I cleaned up my offers
I experimented offering coaching calls and website reviews, but to tell the truth I wasn’t excited about doing this and that’s probably why nearly no one signed up for it. Now I’m only offering web design as a 1-on-1 service, and my online courses.
If you are offering things because you feel you should, but they don’t bring you joy, see if you can stop offering these.
I can tell you that it feels really liberating, saying no to things that don’t bring me joy.
How long did this whole redesign take?
All together I spend 27 hours on my new website. Actually, this is more than I would have expected. Looking back, it seems like I really only did a few things, but yeah, there probably were some long evenings involved.
It really was a passion project for me, and I wanted to get it right.

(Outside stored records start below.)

//! Server configuration.
//!
//! Loaded from a TOML, YAML or JSON file and overlaid with `TIDEMCP__*`
//! environment variables. Every field has a default, so an empty file (or no
//! file at all) yields a working stdio server.

use std::path::{Path, PathBuf};

use serde::{Deserialize, Serialize};
use tidemcp_http::HttpConfig;
use tidemcp_stdio::{MIN_INBOUND_CAPACITY, StdioConfig};
use tidemcp_transport_traits::TransportType;

/// Environment variable prefix for configuration overrides.
pub const ENV_PREFIX: &str = "TIDEMCP";

/// Top-level server configuration
#[derive(Debug, Clone, PartialEq, Serialize, Deserialize)]
#[serde(default)]
pub struct ServerConfig {
    /// Server name reported by `initialize`
    pub name: String,
    /// Which transport to run
    pub transport: TransportType,
    /// Line transport settings
    pub stdio: StdioConfig,
    /// HTTP transport settings
    pub http: HttpConfig,
    /// Logging settings
    pub logging: LoggingConfig,
}

impl Default for ServerConfig {
    fn default() -> Self {
        Self {
            name: env!("CARGO_PKG_NAME").to_string(),
            transport: TransportType::Stdio,
            stdio: StdioConfig::default(),
            http: HttpConfig::default(),
            logging: LoggingConfig::default(),
        }
    }
}

/// Log line format
#[derive(Debug, Clone, Copy, Default, PartialEq, Eq, Serialize, Deserialize)]
#[serde(rename_all = "lowercase")]
pub enum LogFormat {
    /// Human-readable lines
    #[default]
    Pretty,
    /// One JSON object per line
    Json,
}

/// Logging configuration
#[derive(Debug, Clone, PartialEq, Eq, Serialize, Deserialize)]
#[serde(default)]
pub struct LoggingConfig {
    /// Default filter directive, overridden by `RUST_LOG`
    pub level: String,
    /// Output format
    pub format: LogFormat,
}

impl Default for LoggingConfig {
    fn default() -> Self {
        Self {
            level: "info".to_string(),
            format: LogFormat::Pretty,
        }
    }
}

/// Configuration error types
#[derive(Debug, thiserror::Error)]
pub enum ConfigError {
    /// Config file not found
    #[error("Configuration file not found: {0}")]
    FileNotFound(PathBuf),

    /// Unsupported file format
    #[error("Unsupported configuration file format. Use .toml, .yaml, .yml, or .json")]
    UnsupportedFormat,

    /// Configuration parsing error
    #[error("Failed to parse configuration: {0}")]
    ParseError(#[from] config::ConfigError),

    /// A setting the server cannot run with
    #[error("Invalid configuration: {0}")]
    Invalid(String),
}

impl ServerConfig {
    /// Load configuration from a file (TOML, YAML, or JSON)
    ///
    /// The file format is auto-detected from the file extension:
    /// - `.toml` → TOML format
    /// - `.yaml` or `.yml` → YAML format
    /// - `.json` → JSON format
    ///
    /// Environment variables with the `TIDEMCP` prefix override file settings,
    /// with `__` separating nested keys: `TIDEMCP__HTTP__PORT=9000`.
    ///
    /// # Example
    ///
    /// ```rust,no_run
    /// use tidemcp::ServerConfig;
    ///
    /// let config = ServerConfig::from_file("tidemcp.toml").expect("Failed to load config");
    /// ```
    pub fn from_file(path: impl AsRef<Path>) -> Result<Self, ConfigError> {
        Self::from_file_with_prefix(path, ENV_PREFIX)
    }

    /// Load configuration from a file with a custom environment prefix
    pub fn from_file_with_prefix(
        path: impl AsRef<Path>,
        env_prefix: &str,
    ) -> Result<Self, ConfigError> {
        use config::{Config, File, FileFormat};

        let path = path.as_ref();

        if !path.exists() {
            return Err(ConfigError::FileNotFound(path.to_path_buf()));
        }

        let format = match path.extension().and_then(|s| s.to_str()) {
            Some("toml") => FileFormat::Toml,
            Some("yaml") | Some("yml") => FileFormat::Yaml,
            Some("json") => FileFormat::Json,
            _ => return Err(ConfigError::UnsupportedFormat),
        };

        let config = Config::builder()
            .add_source(File::new(
                path.to_str().ok_or(ConfigError::UnsupportedFormat)?,
                format,
            ))
            // Environment variables override file settings
            .add_source(
                config::Environment::with_prefix(env_prefix)
                    .prefix_separator("__")
                    .separator("__")
                    .try_parsing(true),
            )
            .build()?;

        Ok(config.try_deserialize()?)
    }

    /// Rejects settings the transports cannot run with
    pub fn validate(&self) -> Result<(), ConfigError> {
        if self.name.trim().is_empty() {
            return Err(ConfigError::Invalid("name must not be empty".to_string()));
        }
        if self.stdio.inbound_capacity < MIN_INBOUND_CAPACITY {
            return Err(ConfigError::Invalid(format!(
                "stdio.inbound_capacity must be at least {}, got {}",
                MIN_INBOUND_CAPACITY, self.stdio.inbound_capacity
            )));
        }
        if self.stdio.max_message_size == 0 {
            return Err(ConfigError::Invalid(
                "stdio.max_message_size must be greater than zero".to_string(),
            ));
        }
        self.http
            .validate()
            .map_err(|e| ConfigError::Invalid(format!("http: {e}")))
    }
}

I’m still learning so much about web design with every project I’m working on, so it feels like time invested wisely.
I’m totally in love with my new website and I’m sure it will help me grow my business and also get more premium website clients, who are willing to invest more.

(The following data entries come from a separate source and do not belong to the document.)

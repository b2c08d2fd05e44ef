//! End-to-end tests against a transport bound to an ephemeral port.

use std::pin::Pin;
use std::sync::Arc;
use std::time::Duration;

use bytes::Bytes;
use futures::{Stream, StreamExt};
use pretty_assertions::assert_eq;
use reqwest::StatusCode;
use serde_json::{Value, json};
use tidemcp_core::{Request, Response};
use tidemcp_http::{
    CancellationToken, Delivery, HttpConfig, HttpSseTransport, RequestStream, SESSION_ID_HEADER,
    Transport, TransportError,
};
use tokio::time::timeout;

const WAIT: Duration = Duration::from_secs(5);

type ByteStream = Pin<Box<dyn Stream<Item = reqwest::Result<Bytes>> + Send>>;

struct Server {
    transport: Arc<HttpSseTransport>,
    requests: RequestStream,
    base: String,
    client: reqwest::Client,
}

impl Server {
    async fn start(config: HttpConfig) -> Self {
        let transport = Arc::new(HttpSseTransport::new(HttpConfig {
            port: 0,
            ..config
        }));
        let requests = transport.receive().unwrap();
        transport.start(CancellationToken::new()).await.unwrap();
        let addr = transport.local_addr().expect("bound address");

        Self {
            transport,
            requests,
            base: format!("http://{addr}"),
            client: reqwest::Client::new(),
        }
    }

    async fn subscribe(&self) -> SseClient {
        let response = self
            .client
            .get(format!("{}/sse", self.base))
            .send()
            .await
            .unwrap();
        assert_eq!(response.status(), StatusCode::OK);
        let header_id = response.headers()[SESSION_ID_HEADER]
            .to_str()
            .unwrap()
            .to_string();

        let mut client = SseClient {
            stream: Box::pin(response.bytes_stream()),
            buffer: String::new(),
            endpoint: String::new(),
        };
        let (event, data) = client.next_event().await.expect("endpoint event");
        assert_eq!(event, "endpoint");
        assert_eq!(data, format!("/message?sessionId={header_id}"));
        client.endpoint = data;
        client
    }

    async fn publish(&self, session: &SseClient, body: impl Into<reqwest::Body>) -> StatusCode {
        self.client
            .post(format!("{}{}", self.base, session.endpoint))
            .header("content-type", "application/json")
            .body(body)
            .send()
            .await
            .unwrap()
            .status()
    }

    async fn next_request(&mut self) -> Option<Request> {
        timeout(WAIT, self.requests.next())
            .await
            .expect("timed out waiting for request")
    }
}

/// Minimal SSE reader: one `(event, data)` pair per blank-line-delimited block,
/// comment-only blocks skipped.
struct SseClient {
    stream: ByteStream,
    buffer: String,
    endpoint: String,
}

impl SseClient {
    /// Next raw blank-line-delimited block, comments included.
    async fn next_block(&mut self) -> Option<String> {
        loop {
            if let Some(pos) = self.buffer.find("\n\n") {
                return Some(self.buffer.drain(..pos + 2).collect());
            }

            let chunk = timeout(WAIT, self.stream.next())
                .await
                .expect("timed out waiting for event")?;
            self.buffer
                .push_str(&String::from_utf8_lossy(&chunk.ok()?));
        }
    }

    async fn next_event(&mut self) -> Option<(String, String)> {
        loop {
            let block = self.next_block().await?;
            let mut event = String::from("message");
            let mut data = Vec::new();
            for line in block.lines() {
                if let Some(rest) = line.strip_prefix("event:") {
                    event = rest.trim().to_string();
                } else if let Some(rest) = line.strip_prefix("data:") {
                    data.push(rest.trim_start().to_string());
                }
            }
            if data.is_empty() {
                continue;
            }
            return Some((event, data.join("\n")));
        }
    }

    async fn next_message(&mut self) -> Value {
        let (event, data) = self.next_event().await.expect("stream ended");
        assert_eq!(event, "message");
        serde_json::from_str(&data).unwrap()
    }

    async fn assert_no_message(&mut self) {
        assert!(
            timeout(Duration::from_millis(200), self.next_event())
                .await
                .is_err(),
            "expected no message"
        );
    }
}

async fn wait_for_sessions(transport: &HttpSseTransport, expected: usize) {
    timeout(WAIT, async {
        while transport.session_count() != expected {
            tokio::time::sleep(Duration::from_millis(20)).await;
        }
    })
    .await
    .expect("session count never settled");
}

#[tokio::test]
async fn test_request_and_routed_reply() {
    let mut server = Server::start(HttpConfig::default()).await;
    let mut session = server.subscribe().await;
    assert_eq!(server.transport.session_count(), 1);

    let status = server
        .publish(&session, r#"{"jsonrpc":"2.0","id":1,"method":"initialize"}"#)
        .await;
    assert_eq!(status, StatusCode::ACCEPTED);

    let request = server.next_request().await.unwrap();
    assert_eq!(request.method, "initialize");
    assert!(request.origin.is_some());

    let reply = Response::reply_to(&request).with_result(json!({"ok": true}));
    server.transport.send(reply).await.unwrap();

    assert_eq!(
        session.next_message().await,
        json!({"jsonrpc": "2.0", "id": 1, "result": {"ok": true}})
    );
}

#[tokio::test]
async fn test_routed_reply_reaches_only_origin() {
    let mut server = Server::start(HttpConfig::default()).await;
    let mut first = server.subscribe().await;
    let mut second = server.subscribe().await;

    server
        .publish(&second, r#"{"jsonrpc":"2.0","id":"b","method":"ping"}"#)
        .await;
    let request = server.next_request().await.unwrap();
    server
        .transport
        .send(Response::reply_to(&request).with_result(json!({})))
        .await
        .unwrap();

    assert_eq!(second.next_message().await["id"], json!("b"));
    first.assert_no_message().await;
}

#[tokio::test]
async fn test_broadcast_mode_reaches_every_session() {
    let mut server = Server::start(HttpConfig {
        delivery: Delivery::Broadcast,
        ..Default::default()
    })
    .await;
    let mut first = server.subscribe().await;
    let mut second = server.subscribe().await;

    server
        .publish(&first, r#"{"jsonrpc":"2.0","id":3,"method":"ping"}"#)
        .await;
    let request = server.next_request().await.unwrap();
    server
        .transport
        .send(Response::reply_to(&request).with_result(json!({})))
        .await
        .unwrap();

    assert_eq!(first.next_message().await["id"], json!(3));
    assert_eq!(second.next_message().await["id"], json!(3));
}

#[tokio::test]
async fn test_malformed_body_errors_on_stream() {
    let mut server = Server::start(HttpConfig::default()).await;
    let mut session = server.subscribe().await;

    let status = server.publish(&session, "{invalid json}").await;
    assert_eq!(status, StatusCode::ACCEPTED);
    let message = session.next_message().await;
    assert_eq!(message["error"]["code"], json!(-32700));
    assert_eq!(message["id"], Value::Null);

    let status = server
        .publish(&session, r#"{"jsonrpc":"1.0","id":9,"method":"ping"}"#)
        .await;
    assert_eq!(status, StatusCode::ACCEPTED);
    let message = session.next_message().await;
    assert_eq!(message["error"]["code"], json!(-32600));
    assert_eq!(message["id"], json!(9));

    // Neither reached the inbound queue
    server
        .publish(&session, r#"{"jsonrpc":"2.0","id":10,"method":"ping"}"#)
        .await;
    assert_eq!(server.next_request().await.unwrap().id, Some(10.into()));
    assert_eq!(server.transport.metrics().protocol_errors, 2);
}

#[tokio::test]
async fn test_unknown_session_is_rejected() {
    let server = Server::start(HttpConfig::default()).await;

    let status = server
        .client
        .post(format!("{}/message?sessionId=nope", server.base))
        .body(r#"{"jsonrpc":"2.0","id":1,"method":"ping"}"#)
        .send()
        .await
        .unwrap()
        .status();
    assert_eq!(status, StatusCode::BAD_REQUEST);

    let status = server
        .client
        .get(format!("{}/message", server.base))
        .send()
        .await
        .unwrap()
        .status();
    assert_eq!(status, StatusCode::METHOD_NOT_ALLOWED);
}

#[tokio::test]
async fn test_concurrent_publishes_all_arrive() {
    const N: i64 = 24;
    let mut server = Server::start(HttpConfig {
        inbound_capacity: 32,
        ..Default::default()
    })
    .await;
    let session = server.subscribe().await;
    let url = format!("{}{}", server.base, session.endpoint);

    let mut calls = Vec::new();
    for i in 0..N {
        let client = server.client.clone();
        let url = url.clone();
        calls.push(tokio::spawn(async move {
            client
                .post(url)
                .body(format!(r#"{{"jsonrpc":"2.0","id":{i},"method":"ping"}}"#))
                .send()
                .await
                .unwrap()
                .status()
        }));
    }
    for call in calls {
        assert_eq!(call.await.unwrap(), StatusCode::ACCEPTED);
    }

    let mut ids = Vec::new();
    for _ in 0..N {
        let request = server.next_request().await.unwrap();
        match request.id {
            Some(tidemcp_core::RequestId::Number(n)) => ids.push(n),
            other => panic!("unexpected id {other:?}"),
        }
    }
    ids.sort_unstable();
    assert_eq!(ids, (0..N).collect::<Vec<_>>());
}

#[tokio::test]
async fn test_full_inbound_queue_returns_503() {
    let mut server = Server::start(HttpConfig {
        inbound_capacity: 2,
        ..Default::default()
    })
    .await;
    let mut session = server.subscribe().await;

    for id in 1..=2 {
        let status = server
            .publish(
                &session,
                format!(r#"{{"jsonrpc":"2.0","id":{id},"method":"ping"}}"#),
            )
            .await;
        assert_eq!(status, StatusCode::ACCEPTED);
    }

    let status = server
        .publish(&session, r#"{"jsonrpc":"2.0","id":3,"method":"ping"}"#)
        .await;
    assert_eq!(status, StatusCode::SERVICE_UNAVAILABLE);

    let message = session.next_message().await;
    assert_eq!(message["id"], json!(3));
    assert_eq!(message["error"]["code"], json!(-32603));
    assert_eq!(message["error"]["data"], json!("request queue full"));
    assert_eq!(server.transport.metrics().requests_rejected, 1);

    // Draining the queue makes room again
    assert!(server.next_request().await.is_some());
    let status = server
        .publish(&session, r#"{"jsonrpc":"2.0","id":4,"method":"ping"}"#)
        .await;
    assert_eq!(status, StatusCode::ACCEPTED);
}

#[tokio::test]
async fn test_disconnect_deregisters_session() {
    let server = Server::start(HttpConfig {
        keep_alive_secs: 1,
        ..Default::default()
    })
    .await;
    let session = server.subscribe().await;
    assert_eq!(server.transport.session_count(), 1);

    drop(session);
    wait_for_sessions(&server.transport, 0).await;

    let err = server
        .transport
        .send(Response::success(Some(1.into()), json!({})))
        .await
        .unwrap_err();
    assert!(matches!(err, TransportError::NoActiveSessions));
}

#[tokio::test]
async fn test_idle_stream_receives_keep_alive_comment() {
    let server = Server::start(HttpConfig {
        keep_alive_secs: 1,
        ..Default::default()
    })
    .await;
    let mut session = server.subscribe().await;

    let block = timeout(Duration::from_secs(3), session.next_block())
        .await
        .expect("no keep-alive within the interval")
        .expect("stream ended");
    assert!(
        block
            .lines()
            .any(|line| line.strip_prefix(':').map(str::trim) == Some("keep-alive")),
        "expected a keep-alive comment, got {block:?}"
    );
    assert_eq!(server.transport.session_count(), 1);
}

#[tokio::test]
async fn test_close_ends_streams() {
    let mut server = Server::start(HttpConfig {
        shutdown_grace_secs: 2,
        ..Default::default()
    })
    .await;
    let mut session = server.subscribe().await;

    server.transport.close().await.unwrap();

    assert!(session.next_event().await.is_none());
    assert!(server.next_request().await.is_none());
    assert_eq!(server.transport.session_count(), 0);
    assert!(matches!(
        server
            .transport
            .send(Response::success(Some(1.into()), json!({})))
            .await,
        Err(TransportError::Closed)
    ));
}

#[tokio::test]
async fn test_cancellation_ends_request_stream() {
    let transport = HttpSseTransport::new(HttpConfig {
        port: 0,
        ..Default::default()
    });
    let mut requests = transport.receive().unwrap();
    let token = CancellationToken::new();
    transport.start(token.clone()).await.unwrap();

    token.cancel();
    assert!(timeout(WAIT, requests.next()).await.unwrap().is_none());
    transport.close().await.unwrap();
}

#[tokio::test]
async fn test_start_is_idempotent() {
    let server = Server::start(HttpConfig::default()).await;
    let addr = server.transport.local_addr();

    server
        .transport
        .start(CancellationToken::new())
        .await
        .unwrap();
    assert_eq!(server.transport.local_addr(), addr);
    assert_eq!(
        server.transport.endpoint(),
        Some(format!("{}/sse", server.base))
    );
}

Should you redesign your website?
When you’re considering doing a redesign of your website, or even get started with your website, here are some questions you should ask yourself:
- What’s the goal of the website? What does it need to do?

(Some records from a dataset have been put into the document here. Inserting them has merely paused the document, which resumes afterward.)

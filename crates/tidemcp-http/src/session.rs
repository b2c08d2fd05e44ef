//! Session registry for SSE connections.
//!
//! Every open subscribe stream owns one entry: a bounded outbound queue of
//! encoded response frames. The registry is the only place sessions live;
//! callers get explicit create / lookup / deliver / remove operations and
//! never iterate the map themselves.

use std::collections::HashMap;
use std::sync::Arc;

use parking_lot::RwLock;
use tidemcp_core::SessionId;
use tidemcp_transport_traits::AtomicMetrics;
use tokio::sync::mpsc;
use tokio::sync::mpsc::error::TrySendError;
use tracing::{debug, warn};

/// One encoded response, shared between sessions on broadcast.
pub(crate) type Frame = Arc<str>;

/// Why a frame could not be handed to a session.
#[derive(Debug, Clone, Copy, PartialEq, Eq)]
pub(crate) enum DeliveryError {
    /// No session with that id is registered.
    NotFound,
    /// The session's outbound queue is full.
    Full,
}

/// Counts from one broadcast.
#[derive(Debug, Clone, Copy, Default, PartialEq, Eq)]
pub(crate) struct BroadcastOutcome {
    pub(crate) delivered: usize,
    pub(crate) skipped: usize,
}

#[derive(Debug, Default)]
struct Sessions {
    map: HashMap<SessionId, mpsc::Sender<Frame>>,
    /// Set by `close`; no session is registered afterwards.
    closed: bool,
}

/// Map of session id to the sending half of its outbound queue.
#[derive(Clone, Debug)]
pub(crate) struct SessionRegistry {
    sessions: Arc<RwLock<Sessions>>,
    metrics: Arc<AtomicMetrics>,
}

impl SessionRegistry {
    pub(crate) fn new(metrics: Arc<AtomicMetrics>) -> Self {
        Self {
            sessions: Arc::new(RwLock::new(Sessions::default())),
            metrics,
        }
    }

    /// Registers a fresh session and returns its id and outbound receiver, or
    /// `None` once the registry is closed.
    pub(crate) fn create(&self, capacity: usize) -> Option<(SessionId, mpsc::Receiver<Frame>)> {
        let session_id = SessionId::generate();
        let (tx, rx) = mpsc::channel(capacity.max(1));

        {
            let mut sessions = self.sessions.write();
            if sessions.closed {
                return None;
            }
            sessions.map.insert(session_id.clone(), tx);
        }
        AtomicMetrics::incr(&self.metrics.active_sessions);

        debug!(session_id = %session_id, "Created SSE session");
        Some((session_id, rx))
    }

    pub(crate) fn contains(&self, session_id: &SessionId) -> bool {
        self.sessions.read().map.contains_key(session_id)
    }

    /// Deregisters a session. Returns whether it was registered.
    pub(crate) fn remove(&self, session_id: &SessionId) -> bool {
        let removed = self.sessions.write().map.remove(session_id).is_some();
        if removed {
            AtomicMetrics::decr(&self.metrics.active_sessions);
            debug!(session_id = %session_id, "Removed SSE session");
        }
        removed
    }

    pub(crate) fn len(&self) -> usize {
        self.sessions.read().map.len()
    }

    /// Drops every session, ending their event streams, and refuses new ones.
    /// Returns how many sessions there were.
    pub(crate) fn close(&self) -> usize {
        let drained: Vec<_> = {
            let mut sessions = self.sessions.write();
            sessions.closed = true;
            sessions.map.drain().collect()
        };
        for _ in &drained {
            AtomicMetrics::decr(&self.metrics.active_sessions);
        }
        drained.len()
    }

    /// Hands `frame` to one session without waiting.
    pub(crate) fn deliver(&self, session_id: &SessionId, frame: Frame) -> Result<(), DeliveryError> {
        let result = {
            let sessions = self.sessions.read();
            let tx = sessions.map.get(session_id).ok_or(DeliveryError::NotFound)?;
            tx.try_send(frame)
        };

        match result {
            Ok(()) => Ok(()),
            Err(TrySendError::Full(_)) => Err(DeliveryError::Full),
            Err(TrySendError::Closed(_)) => {
                // Stream already gone; its cleanup just hasn't run yet
                self.remove(session_id);
                Err(DeliveryError::NotFound)
            }
        }
    }

    /// Hands `frame` to every session without waiting. A full queue is skipped.
    pub(crate) fn broadcast(&self, frame: &Frame) -> BroadcastOutcome {
        let mut outcome = BroadcastOutcome::default();
        let mut gone = Vec::new();

        {
            let sessions = self.sessions.read();
            for (session_id, tx) in &sessions.map {
                match tx.try_send(frame.clone()) {
                    Ok(()) => outcome.delivered += 1,
                    Err(TrySendError::Full(_)) => {
                        warn!(session_id = %session_id, "Session queue full, skipping broadcast");
                        outcome.skipped += 1;
                    }
                    Err(TrySendError::Closed(_)) => gone.push(session_id.clone()),
                }
            }
        }

        for session_id in gone {
            self.remove(&session_id);
        }
        outcome
    }
}
//! tidemcp server entry point

#![warn(clippy::all)]

use std::path::PathBuf;
use std::sync::Arc;

use anyhow::Context;
use clap::Parser;
use tidemcp::logging::verbosity_level;
use tidemcp::{BuiltinDispatcher, CancellationToken, ServerConfig, TransportType};
use tracing::{info, warn};

/// tidemcp - JSON-RPC transport server over stdio or HTTP/SSE
#[derive(Parser, Debug)]
#[command(name = "tidemcp", version, about, author)]
struct Cli {
    /// Configuration file (.toml, .yaml, .yml or .json)
    #[arg(short, long, env = "TIDEMCP_CONFIG")]
    config: Option<PathBuf>,

    /// Transport to run, overriding the configuration file
    #[arg(short, long)]
    transport: Option<TransportType>,

    /// HTTP port, overriding the configuration file
    #[arg(short, long)]
    port: Option<u16>,

    /// Enable verbose logging (-v for debug, -vv for trace)
    #[arg(short, long, action = clap::ArgAction::Count)]
    verbose: u8,
}

impl Cli {
    fn load_config(&self) -> anyhow::Result<ServerConfig> {
        let mut config = match &self.config {
            Some(path) => ServerConfig::from_file(path)
                .with_context(|| format!("Failed to load {}", path.display()))?,
            None => ServerConfig::default(),
        };

        if let Some(transport) = self.transport {
            config.transport = transport;
        }
        if let Some(port) = self.port {
            config.http.port = port;
        }
        if let Some(level) = verbosity_level(self.verbose) {
            config.logging.level = level.to_string();
        }

        config.validate().context("Invalid configuration")?;
        Ok(config)
    }
}

#[tokio::main]
async fn main() -> anyhow::Result<()> {
    let cli = Cli::parse();
    let config = cli.load_config()?;
    config
        .logging
        .init()
        .context("Failed to initialize logging")?;

    let shutdown = CancellationToken::new();
    let signal_token = shutdown.clone();
    tokio::spawn(async move {
        match tokio::signal::ctrl_c().await {
            Ok(()) => info!("Shutdown signal received"),
            Err(e) => warn!("Failed to listen for Ctrl+C: {}", e),
        }
        signal_token.cancel();
    });

    let transport = tidemcp::build_transport(&config);
    let dispatcher = Arc::new(BuiltinDispatcher::new(
        config.name.clone(),
        env!("CARGO_PKG_VERSION"),
    ));

    tidemcp::serve(transport, dispatcher, shutdown)
        .await
        .context("Transport failed")?;
    Ok(())
}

- Where do you want to lead your customers? Once they come to the website, then what? Where do you want them to go, what do you want them to do?
- How can you make it easy for your website visitors to lead them down a path and get the most value?
- How do youplan to convert your traffic on your website? What are you doing to get them on your email list and then eventually into your programs?
These are some initial questions you should think about it, because those answers will influence how you set up your navigation, your content and your offers.
For me, getting people onto my email list and into my funnels is most important, it’s where my strategic focus lies.
For you it could be something different. It could be your private classes offer that you want people to sign up for, or if you focus on retreats it could be that.
The point is, you need to know what your goals are, what do you want to achieve.
If you’re ready to update your website or to get started, here’s your roadmap:
#1 Create a project plan
Will you DIY your website, for example with the help of my course Blissful Websites? Will you hire a website designer? Plan it out in different phases and set a deadline. That’s the first step and it’s really important.
#2 Get clear on your goals
What do you want your website to achieve? How do you want to convert your visitors into clients? All the questions I shared with you before.
#3 Create a style guide with your logo and fonts and colors, or a detailed briefing for your designer.
Look at other websites, analyze what you like and what you don’t like, take some screenshots, bookmark them, this will really help you get a picture in your head of what you want to build, instead of looking at a blank page with no clue what you should do.
If you need new pictures you could also schedule a photo shoot, this will always make a huge difference.
#4 Set up your development page
For example, a sub domain when you already have a website, or your main domain and a coming soon page so you can work on it in private.
#5 Start designing and creating your content!
If you don’t have a website yet, you really need to get started with it.
In this day and age, you definitely need a website. I call this your central hub.
You never, ever want to rely on Facebook or Instagram or YouTube as your central hub. They can change dramatically today or over the next year and you are going to lose your momentum. Do not bank on anything that is not yours.
But I don’t think you need a super fancy website. It doesn’t need to have a lot of bells and whistles. But it should represent you well. It’s should be easy to navigate and have a clean and modern look and feel. I think that is important for all of us.